fn compare_nodes(old: &SchemaNode, new: &SchemaNode, path: &str, changes: &mut Vec<ContractChange>) {
    let old_primary = old.meta.primary_type();
    let new_primary = new.meta.primary_type();

    // Structural type change at this node. Shape rules (object/array) take
    // precedence over scalar rules.
    match (old_primary, new_primary) {
        (Some(old_ty), Some(new_ty)) if old_ty != new_ty => {
            classify_type_change(old_ty, new_ty, &old.meta, &new.meta, path, changes);
        }
        (Some(old_ty), None) if new.meta.nullable && !old.meta.nullable => {
            // Was a typed field, the new payload carried only null
            changes.push(ContractChange {
                change_type: ChangeType::FieldBecameNullable,
                severity: Severity::Info,
                path: path.to_string(),
                old_types: old.meta.types_seen.clone(),
                new_types: new.meta.types_seen.clone(),
                old_nullable: false,
                new_nullable: true,
                explanation: format!(
                    "Field `{path}` was always `{old_ty}` but now returned null. \
                     Consumers should add null-checks."
                ),
            });
        }
        _ => {}
    }

    // Nullability gained alongside a real type
    if !old.meta.nullable && new.meta.nullable && new_primary.is_some() {
        changes.push(ContractChange {
            change_type: ChangeType::FieldBecameNullable,
            severity: Severity::Info,
            path: path.to_string(),
            old_types: old.meta.types_seen.clone(),
            new_types: new.meta.types_seen.clone(),
            old_nullable: false,
            new_nullable: true,
            explanation: format!(
                "Field `{path}` was never null before but now returns null. \
                 Add null-checks or optional chaining."
            ),
        });
    }

    // Field was only ever null, now has a real type
    if old_primary.is_none() && old.meta.nullable {
        if let Some(new_ty) = new_primary {
            changes.push(ContractChange {
                change_type: ChangeType::NullToTyped,
                severity: Severity::Info,
                path: path.to_string(),
                old_types: old.meta.types_seen.clone(),
                new_types: new.meta.types_seen.clone(),
                old_nullable: true,
                new_nullable: new.meta.nullable,
                explanation: format!(
                    "Field `{path}` previously only returned null and now returns \
                     `{new_ty}`. Update consumer types to reflect it."
                ),
            });
        }
    }

    // Removed fields are breaking, new fields are additive
    for (key, old_child) in &old.children {
        if !new.children.contains_key(key) {
            changes.push(ContractChange {
                change_type: ChangeType::FieldRemoved,
                severity: Severity::Breaking,
                path: format!("{path}.{key}"),
                old_types: old_child.meta.types_seen.clone(),
                new_types: BTreeSet::new(),
                old_nullable: old_child.meta.nullable,
                new_nullable: false,
                explanation: format!(
                    "Field `{path}.{key}` (was `{}`) has been removed from the \
                     response. Client code reading it will see nothing.",
                    types_label(&old_child.meta)
                ),
            });
        }
    }
    for (key, new_child) in &new.children {
        if !old.children.contains_key(key) {
            changes.push(ContractChange {
                change_type: ChangeType::NewField,
                severity: Severity::Info,
                path: format!("{path}.{key}"),
                old_types: BTreeSet::new(),
                new_types: new_child.meta.types_seen.clone(),
                old_nullable: false,
                new_nullable: new_child.meta.nullable,
                explanation: format!(
                    "New field `{path}.{key}` appeared (type: `{}`). This is \
                     additive and safe for most consumers.",
                    types_label(&new_child.meta)
                ),
            });
        }
    }

    // Recurse into common children
    for (key, old_child) in &old.children {
        if let Some(new_child) = new.children.get(key) {
            compare_nodes(old_child, new_child, &format!("{path}.{key}"), changes);
        }
    }

    // Recurse into array items. A payload with an empty array produces no
    // items node; that is not an array-to-non-array transition.
    match (&old.items, &new.items) {
        (Some(old_items), Some(new_items)) => {
            compare_nodes(old_items, new_items, &format!("{path}[*]"), changes);
        }
        (Some(old_items), None) => {
            let still_array = new.meta.types_seen.contains(&JsonType::Array);
            if !still_array && new_primary.is_some() {
                changes.push(ContractChange {
                    change_type: ChangeType::ArrayToNonArray,
                    severity: Severity::Breaking,
                    path: format!("{path}[*]"),
                    old_types: old_items.meta.types_seen.clone(),
                    new_types: new.meta.types_seen.clone(),
                    old_nullable: old_items.meta.nullable,
                    new_nullable: new.meta.nullable,
                    explanation: format!(
                        "Field `{path}` was an array but is now `{}`. All array \
                         iteration over it will break.",
                        new_primary.map_or_else(|| "null".to_string(), |t| t.to_string())
                    ),
                });
            }
        }
        _ => {}
    }
}

fn classify_type_change(
    old_ty: JsonType,
    new_ty: JsonType,
    old_meta: &FieldMeta,
    new_meta: &FieldMeta,
    path: &str,
    changes: &mut Vec<ContractChange>,
) {
    let (change_type, severity, explanation) = if old_ty == JsonType::Object {
        (
            ChangeType::ObjectToPrimitive,
            Severity::Breaking,
            format!(
                "`{path}` changed from `object` to `{new_ty}`. Any nested field \
                 access on it will fail."
            ),
        )
    } else if old_ty == JsonType::Array {
        (
            ChangeType::ArrayToNonArray,
            Severity::Breaking,
            format!(
                "`{path}` changed from `array` to `{new_ty}`. Any iteration over \
                 it will fail."
            ),
        )
    } else if new_ty == JsonType::Array {
        (
            ChangeType::NonArrayToArray,
            Severity::Breaking,
            format!(
                "`{path}` changed from `{old_ty}` to `array`. Consumers expecting \
                 a scalar value will break."
            ),
        )
    } else {
        (
            ChangeType::TypeChanged,
            Severity::Warning,
            format!(
                "`{path}` changed type from `{old_ty}` to `{new_ty}`. Strict \
                 equality checks and arithmetic may behave incorrectly."
            ),
        )
    };

    changes.push(ContractChange {
        change_type,
        severity,
        path: path.to_string(),
        old_types: old_meta.types_seen.clone(),
        new_types: new_meta.types_seen.clone(),
        old_nullable: old_meta.nullable,
        new_nullable: new_meta.nullable,
        explanation,
    });
}

fn types_label(meta: &FieldMeta) -> String {
    if meta.types_seen.is_empty() {
        return "null".to_string();
    }
    meta.types_seen
        .iter()
        .map(ToString::to_string)
        .collect::<Vec<_>>()
        .join("|")
}

/// Drift score for a batch of changes: `10·breaking + 5·warning`, capped at 100.
pub fn drift_score(changes: &[ContractChange]) -> f64 {
    let breaking = changes.iter().filter(|c| c.severity == Severity::Breaking).count();
    let warnings = changes.iter().filter(|c| c.severity == Severity::Warning).count();
    (breaking as f64 * 10.0 + warnings as f64 * 5.0).min(100.0)
}
//! Chaos profiles and synthetic degradation
//!
//! Chaos is deliberate degradation injected into mock responses: extra
//! latency, synthetic errors, corrupted payloads. The effective chaos level
//! for a request is the maximum of the per-endpoint setting, the active
//! profile, and a per-request header override, clamped to `[0, 100]`.

use rand::Rng;
use serde::{Deserialize, Serialize};

/// Synthetic error probability is capped here no matter how much chaos is
/// dialed in, so a mock endpoint always lets some traffic through.
pub const MAX_ERROR_PROBABILITY: f64 = 0.9;

/// Simulated latency floor in milliseconds.
pub const MIN_LATENCY_MS: f64 = 10.0;

/// Named failure scenarios selectable from the control plane.
#[derive(Debug, Clone, Copy, PartialEq, Eq, Default, Serialize, Deserialize)]
#[serde(rename_all = "snake_case")]
pub enum ChaosProfile {
    /// Standard behavior based on learned patterns.
    #[default]
    Normal,
    /// High latency and frequent random errors.
    FridayAfternoon,
    /// POST/PUT/PATCH requests are extremely slow.
    DbBottleneck,
    /// 200 OK status codes with corrupted payloads.
    ZombieApi,
}

impl ChaosProfile {
    /// All selectable profiles.
    pub fn all() -> [Self; 4] {
        [
            Self::Normal,
            Self::FridayAfternoon,
            Self::DbBottleneck,
            Self::ZombieApi,
        ]
    }

    /// The control-plane key for this profile.
    pub fn key(self) -> &'static str {
        match self {
            Self::Normal => "normal",
            Self::FridayAfternoon => "friday_afternoon",
            Self::DbBottleneck => "db_bottleneck",
            Self::ZombieApi => "zombie_api",
        }
    }

    /// Parse a control-plane key.
    pub fn from_key(key: &str) -> Option<Self> {
        Self::all().into_iter().find(|p| p.key() == key)
    }

    /// Display name.
    pub fn name(self) -> &'static str {
        match self {
            Self::Normal => "Normal Operations",
            Self::FridayAfternoon => "Friday Afternoon",
            Self::DbBottleneck => "Database Bottleneck",
            Self::ZombieApi => "Zombie API",
        }
    }

    /// What the profile does, for the control plane listing.
    pub fn description(self) -> &'static str {
        match self {
            Self::Normal => "Standard behavior based on learned patterns.",
            Self::FridayAfternoon => "High latency and frequent random errors.",
            Self::DbBottleneck => "POST/PUT/PATCH requests are extremely slow.",
            Self::ZombieApi => "200 OK status codes but with corrupted payloads.",
        }
    }

    /// Chaos level the profile forces platform-wide.
    pub fn global_chaos(self) -> u8 {
        match self {
            Self::FridayAfternoon => 30,
            _ => 0,
        }
    }

    /// Extra simulated latency for a given request method, in milliseconds.
    pub fn latency_boost_ms(self, method: &str) -> u64 {
        match self {
            Self::FridayAfternoon => 1000,
            Self::DbBottleneck => {
                if matches!(method, "POST" | "PUT" | "PATCH") {
                    5000
                } else {
                    0
                }
            }
            _ => 0,
        }
    }

    /// Whether mock bodies should be replaced with corrupted text.
    pub fn corrupts_responses(self) -> bool {
        self == Self::ZombieApi
    }
}

/// Effective chaos for one request: the maximum of the endpoint's configured
/// level (when active), the active profile's global level, and the
/// per-request header override, clamped to `[0, 100]`.
pub fn effective_chaos(
    endpoint_level: i64,
    endpoint_active: bool,
    profile: ChaosProfile,
    header_override: Option<i64>,
) -> u8 {
    let endpoint = if endpoint_active { endpoint_level } else { 0 };
    let level = endpoint
        .max(i64::from(profile.global_chaos()))
        .max(header_override.unwrap_or(0));
    level.clamp(0, 100) as u8
}

/// Probability that a mock request fails with a synthetic 500:
/// `min(0.9, error_rate + chaos/100)`.
pub fn error_probability(learned_error_rate: f64, chaos: u8) -> f64 {
    (learned_error_rate + f64::from(chaos) / 100.0).min(MAX_ERROR_PROBABILITY)
}

/// Draw the error decision.
pub fn should_inject_error(learned_error_rate: f64, chaos: u8) -> bool {
    rand::rng().random::<f64>() < error_probability(learned_error_rate, chaos)
}

/// Simulated latency for a mock response:
/// `max(10, Normal(mean, std)) + chaos × 10 + profile boost`.
pub fn sample_latency_ms(
    latency_mean: f64,
    latency_std: f64,
    chaos: u8,
    profile: ChaosProfile,
    method: &str,
) -> f64 {
    let sampled = sample_normal(latency_mean, latency_std).max(MIN_LATENCY_MS);
    sampled + f64::from(chaos) * 10.0 + profile.latency_boost_ms(method) as f64
}

/// Box–Muller transform over two uniform draws.
fn sample_normal(mean: f64, std_dev: f64) -> f64 {
    let mut rng = rand::rng();
    let u1: f64 = rng.random();
    let u2: f64 = rng.random();
    let z0 = (-2.0 * u1.max(f64::MIN_POSITIVE).ln()).sqrt()
        * (2.0 * std::f64::consts::PI * u2).cos();
    mean + std_dev * z0
}

/// The deliberately corrupted `zombie_api` body: obviously non-JSON text.
pub fn corrupted_body() -> String {
    let mut rng = rand::rng();
    let prefix = "xXx".repeat(rng.random_range(5..=20));
    let suffix = "xXx".repeat(rng.random_range(5..=20));
    format!("{prefix}CORRUPTED_STREAM{suffix}")
}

----

▶ EXERCISE
From the records, copy every line that has the string "extremely" in it.

▶ EXERCISE OUTPUT
    /// POST/PUT/PATCH requests are extremely slow.
            Self::DbBottleneck => "POST/PUT/PATCH requests are extremely slow.",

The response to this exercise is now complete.